Exercise instructions:
Nothing but the lines from the one with "if id.len() >" down to the one with "let id: AccountId" should be returned, exactly and with both ends included, from the material below.
_ _ _
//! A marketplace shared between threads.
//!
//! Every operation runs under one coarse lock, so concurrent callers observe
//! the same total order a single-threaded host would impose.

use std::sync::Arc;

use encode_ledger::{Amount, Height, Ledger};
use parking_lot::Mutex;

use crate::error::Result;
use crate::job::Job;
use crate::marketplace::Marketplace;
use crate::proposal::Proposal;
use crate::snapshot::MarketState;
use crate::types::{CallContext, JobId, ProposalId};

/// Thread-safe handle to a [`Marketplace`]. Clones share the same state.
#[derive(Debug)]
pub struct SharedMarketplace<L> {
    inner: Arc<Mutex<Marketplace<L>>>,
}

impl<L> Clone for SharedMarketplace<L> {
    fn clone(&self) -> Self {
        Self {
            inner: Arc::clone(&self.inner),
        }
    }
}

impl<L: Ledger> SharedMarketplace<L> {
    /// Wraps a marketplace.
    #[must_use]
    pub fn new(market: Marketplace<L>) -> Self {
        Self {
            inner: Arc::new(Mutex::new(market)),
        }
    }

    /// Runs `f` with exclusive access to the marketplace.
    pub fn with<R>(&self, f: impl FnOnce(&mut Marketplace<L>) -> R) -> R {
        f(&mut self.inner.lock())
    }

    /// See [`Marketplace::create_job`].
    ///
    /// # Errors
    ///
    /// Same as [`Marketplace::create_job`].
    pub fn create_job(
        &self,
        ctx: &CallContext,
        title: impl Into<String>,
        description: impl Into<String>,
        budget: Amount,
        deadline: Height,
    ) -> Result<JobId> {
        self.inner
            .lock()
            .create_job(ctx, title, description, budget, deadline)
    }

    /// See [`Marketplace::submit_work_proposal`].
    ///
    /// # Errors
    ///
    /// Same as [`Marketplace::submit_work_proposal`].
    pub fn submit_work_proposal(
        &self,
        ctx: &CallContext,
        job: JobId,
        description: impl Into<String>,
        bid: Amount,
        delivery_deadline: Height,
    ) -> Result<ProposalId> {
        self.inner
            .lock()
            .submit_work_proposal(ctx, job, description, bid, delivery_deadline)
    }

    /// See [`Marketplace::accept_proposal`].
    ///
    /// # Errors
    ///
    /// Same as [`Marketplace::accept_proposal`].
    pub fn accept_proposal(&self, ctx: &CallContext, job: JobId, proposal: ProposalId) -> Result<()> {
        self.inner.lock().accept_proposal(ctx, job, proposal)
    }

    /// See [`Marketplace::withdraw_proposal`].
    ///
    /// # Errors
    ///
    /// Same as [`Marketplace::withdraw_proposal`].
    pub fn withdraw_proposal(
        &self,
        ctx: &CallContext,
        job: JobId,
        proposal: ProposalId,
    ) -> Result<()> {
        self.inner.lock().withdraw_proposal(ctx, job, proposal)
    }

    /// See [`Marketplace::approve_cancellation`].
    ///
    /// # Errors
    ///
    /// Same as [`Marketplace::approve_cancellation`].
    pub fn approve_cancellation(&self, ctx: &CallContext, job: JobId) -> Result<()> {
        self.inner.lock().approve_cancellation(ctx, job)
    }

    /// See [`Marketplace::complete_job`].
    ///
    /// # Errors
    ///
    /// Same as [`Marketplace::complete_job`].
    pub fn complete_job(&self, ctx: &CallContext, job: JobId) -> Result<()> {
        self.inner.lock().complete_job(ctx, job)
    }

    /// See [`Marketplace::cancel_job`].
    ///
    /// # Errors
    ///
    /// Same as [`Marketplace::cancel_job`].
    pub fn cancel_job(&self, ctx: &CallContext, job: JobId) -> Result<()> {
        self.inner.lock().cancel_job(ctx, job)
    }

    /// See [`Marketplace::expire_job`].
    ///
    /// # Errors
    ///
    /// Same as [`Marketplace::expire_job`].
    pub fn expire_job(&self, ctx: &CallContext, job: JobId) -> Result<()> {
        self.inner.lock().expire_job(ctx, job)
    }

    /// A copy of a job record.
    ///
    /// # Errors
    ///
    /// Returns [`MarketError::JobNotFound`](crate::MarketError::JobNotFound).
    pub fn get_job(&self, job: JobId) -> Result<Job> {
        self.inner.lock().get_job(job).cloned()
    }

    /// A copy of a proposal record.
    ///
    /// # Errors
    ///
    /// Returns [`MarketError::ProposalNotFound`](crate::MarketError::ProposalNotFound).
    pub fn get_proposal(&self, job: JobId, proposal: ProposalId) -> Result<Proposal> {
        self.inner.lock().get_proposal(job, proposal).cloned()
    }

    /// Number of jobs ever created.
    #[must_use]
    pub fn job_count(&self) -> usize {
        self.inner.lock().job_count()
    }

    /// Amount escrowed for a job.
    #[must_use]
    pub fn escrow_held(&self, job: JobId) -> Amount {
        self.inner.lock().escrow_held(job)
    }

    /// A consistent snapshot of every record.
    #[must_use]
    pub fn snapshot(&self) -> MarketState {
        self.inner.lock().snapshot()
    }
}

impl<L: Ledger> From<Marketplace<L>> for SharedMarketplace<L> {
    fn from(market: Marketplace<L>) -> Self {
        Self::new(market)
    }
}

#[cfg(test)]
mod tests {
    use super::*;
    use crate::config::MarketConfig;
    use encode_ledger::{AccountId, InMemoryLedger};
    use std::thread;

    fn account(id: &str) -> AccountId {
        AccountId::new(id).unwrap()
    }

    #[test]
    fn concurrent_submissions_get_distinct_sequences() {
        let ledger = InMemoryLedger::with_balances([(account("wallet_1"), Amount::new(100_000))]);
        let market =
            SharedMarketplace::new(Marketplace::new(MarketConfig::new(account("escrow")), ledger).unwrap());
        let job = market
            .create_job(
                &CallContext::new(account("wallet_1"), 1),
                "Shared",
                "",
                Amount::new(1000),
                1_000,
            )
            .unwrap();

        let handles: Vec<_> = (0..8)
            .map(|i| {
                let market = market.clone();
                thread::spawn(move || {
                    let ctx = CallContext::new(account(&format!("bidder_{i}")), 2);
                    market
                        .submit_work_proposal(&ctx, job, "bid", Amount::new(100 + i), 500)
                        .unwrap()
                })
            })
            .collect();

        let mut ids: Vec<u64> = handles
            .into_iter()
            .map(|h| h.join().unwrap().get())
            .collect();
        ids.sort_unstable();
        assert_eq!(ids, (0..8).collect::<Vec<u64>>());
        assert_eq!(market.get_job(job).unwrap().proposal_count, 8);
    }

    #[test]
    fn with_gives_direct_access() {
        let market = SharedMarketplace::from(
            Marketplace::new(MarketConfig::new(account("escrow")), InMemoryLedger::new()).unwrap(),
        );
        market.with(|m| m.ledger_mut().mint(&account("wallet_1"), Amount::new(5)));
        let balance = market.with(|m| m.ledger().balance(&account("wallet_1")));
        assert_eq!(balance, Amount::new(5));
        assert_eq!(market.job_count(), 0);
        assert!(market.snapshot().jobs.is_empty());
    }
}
_ _ _
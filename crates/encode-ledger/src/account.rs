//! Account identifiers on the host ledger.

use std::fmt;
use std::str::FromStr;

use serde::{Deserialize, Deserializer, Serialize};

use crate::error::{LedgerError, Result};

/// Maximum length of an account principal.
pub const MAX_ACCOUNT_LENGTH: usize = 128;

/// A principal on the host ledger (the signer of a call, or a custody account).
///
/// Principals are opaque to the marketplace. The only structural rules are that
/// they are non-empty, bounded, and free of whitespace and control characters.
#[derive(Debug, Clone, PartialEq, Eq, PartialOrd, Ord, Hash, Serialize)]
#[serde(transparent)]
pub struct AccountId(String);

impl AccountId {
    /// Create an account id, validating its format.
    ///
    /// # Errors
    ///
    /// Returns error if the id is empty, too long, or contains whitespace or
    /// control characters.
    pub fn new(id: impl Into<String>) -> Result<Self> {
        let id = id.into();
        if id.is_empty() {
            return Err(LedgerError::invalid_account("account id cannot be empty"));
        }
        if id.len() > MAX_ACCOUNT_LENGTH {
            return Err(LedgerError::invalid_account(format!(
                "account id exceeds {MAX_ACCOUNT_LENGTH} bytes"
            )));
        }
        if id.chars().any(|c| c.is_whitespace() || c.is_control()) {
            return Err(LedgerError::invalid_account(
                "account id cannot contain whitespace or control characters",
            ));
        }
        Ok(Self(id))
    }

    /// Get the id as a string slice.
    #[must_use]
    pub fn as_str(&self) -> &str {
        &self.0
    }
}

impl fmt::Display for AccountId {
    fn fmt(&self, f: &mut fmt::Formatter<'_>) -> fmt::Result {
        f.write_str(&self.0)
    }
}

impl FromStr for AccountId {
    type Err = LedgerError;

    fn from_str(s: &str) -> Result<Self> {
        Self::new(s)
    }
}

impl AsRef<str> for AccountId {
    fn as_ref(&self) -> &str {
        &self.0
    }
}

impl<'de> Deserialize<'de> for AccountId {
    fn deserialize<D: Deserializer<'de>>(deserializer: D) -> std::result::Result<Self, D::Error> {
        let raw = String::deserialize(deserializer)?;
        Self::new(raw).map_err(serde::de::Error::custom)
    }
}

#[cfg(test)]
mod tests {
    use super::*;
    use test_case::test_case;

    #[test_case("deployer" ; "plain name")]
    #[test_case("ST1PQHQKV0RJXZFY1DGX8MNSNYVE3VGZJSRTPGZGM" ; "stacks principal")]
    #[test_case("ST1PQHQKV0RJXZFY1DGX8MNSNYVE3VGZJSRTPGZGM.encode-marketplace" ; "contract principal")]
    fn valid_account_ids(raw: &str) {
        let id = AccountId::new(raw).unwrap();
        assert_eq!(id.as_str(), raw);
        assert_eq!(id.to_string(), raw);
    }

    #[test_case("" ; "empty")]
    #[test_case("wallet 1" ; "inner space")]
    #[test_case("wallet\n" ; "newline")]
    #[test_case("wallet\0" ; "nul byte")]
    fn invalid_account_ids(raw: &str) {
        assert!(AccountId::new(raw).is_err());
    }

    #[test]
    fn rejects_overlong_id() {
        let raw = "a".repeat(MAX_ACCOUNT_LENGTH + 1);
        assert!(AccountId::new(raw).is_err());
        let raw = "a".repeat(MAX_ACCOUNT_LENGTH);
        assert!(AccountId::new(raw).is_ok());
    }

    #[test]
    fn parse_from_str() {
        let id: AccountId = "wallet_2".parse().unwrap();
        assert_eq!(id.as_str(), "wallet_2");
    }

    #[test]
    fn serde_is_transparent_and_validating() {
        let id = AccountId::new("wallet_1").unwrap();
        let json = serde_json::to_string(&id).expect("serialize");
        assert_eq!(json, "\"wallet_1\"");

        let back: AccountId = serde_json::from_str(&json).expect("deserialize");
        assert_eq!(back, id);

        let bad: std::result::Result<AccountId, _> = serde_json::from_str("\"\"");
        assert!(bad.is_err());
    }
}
_ _ _
Result below:
        if id.len() > MAX_ACCOUNT_LENGTH {
            return Err(LedgerError::invalid_account(format!(
                "account id exceeds {MAX_ACCOUNT_LENGTH} bytes"
            )));
        }
        if id.chars().any(|c| c.is_whitespace() || c.is_control()) {
            return Err(LedgerError::invalid_account(
                "account id cannot contain whitespace or control characters",
            ));
        }
        Ok(Self(id))
    }

    /// Get the id as a string slice.
    #[must_use]
    pub fn as_str(&self) -> &str {
        &self.0
    }
}

impl fmt::Display for AccountId {
    fn fmt(&self, f: &mut fmt::Formatter<'_>) -> fmt::Result {
        f.write_str(&self.0)
    }
}

impl FromStr for AccountId {
    type Err = LedgerError;

    fn from_str(s: &str) -> Result<Self> {
        Self::new(s)
    }
}

impl AsRef<str> for AccountId {
    fn as_ref(&self) -> &str {
        &self.0
    }
}

impl<'de> Deserialize<'de> for AccountId {
    fn deserialize<D: Deserializer<'de>>(deserializer: D) -> std::result::Result<Self, D::Error> {
        let raw = String::deserialize(deserializer)?;
        Self::new(raw).map_err(serde::de::Error::custom)
    }
}

#[cfg(test)]
mod tests {
    use super::*;
    use test_case::test_case;

    #[test_case("deployer" ; "plain name")]
    #[test_case("ST1PQHQKV0RJXZFY1DGX8MNSNYVE3VGZJSRTPGZGM" ; "stacks principal")]
    #[test_case("ST1PQHQKV0RJXZFY1DGX8MNSNYVE3VGZJSRTPGZGM.encode-marketplace" ; "contract principal")]
    fn valid_account_ids(raw: &str) {
        let id = AccountId::new(raw).unwrap();
        assert_eq!(id.as_str(), raw);
        assert_eq!(id.to_string(), raw);
    }

    #[test_case("" ; "empty")]
    #[test_case("wallet 1" ; "inner space")]
    #[test_case("wallet\n" ; "newline")]
    #[test_case("wallet\0" ; "nul byte")]
    fn invalid_account_ids(raw: &str) {
        assert!(AccountId::new(raw).is_err());
    }

    #[test]
    fn rejects_overlong_id() {
        let raw = "a".repeat(MAX_ACCOUNT_LENGTH + 1);
        assert!(AccountId::new(raw).is_err());
        let raw = "a".repeat(MAX_ACCOUNT_LENGTH);
        assert!(AccountId::new(raw).is_ok());
    }

    #[test]
    fn parse_from_str() {
        let id: AccountId = "wallet_2".parse().unwrap();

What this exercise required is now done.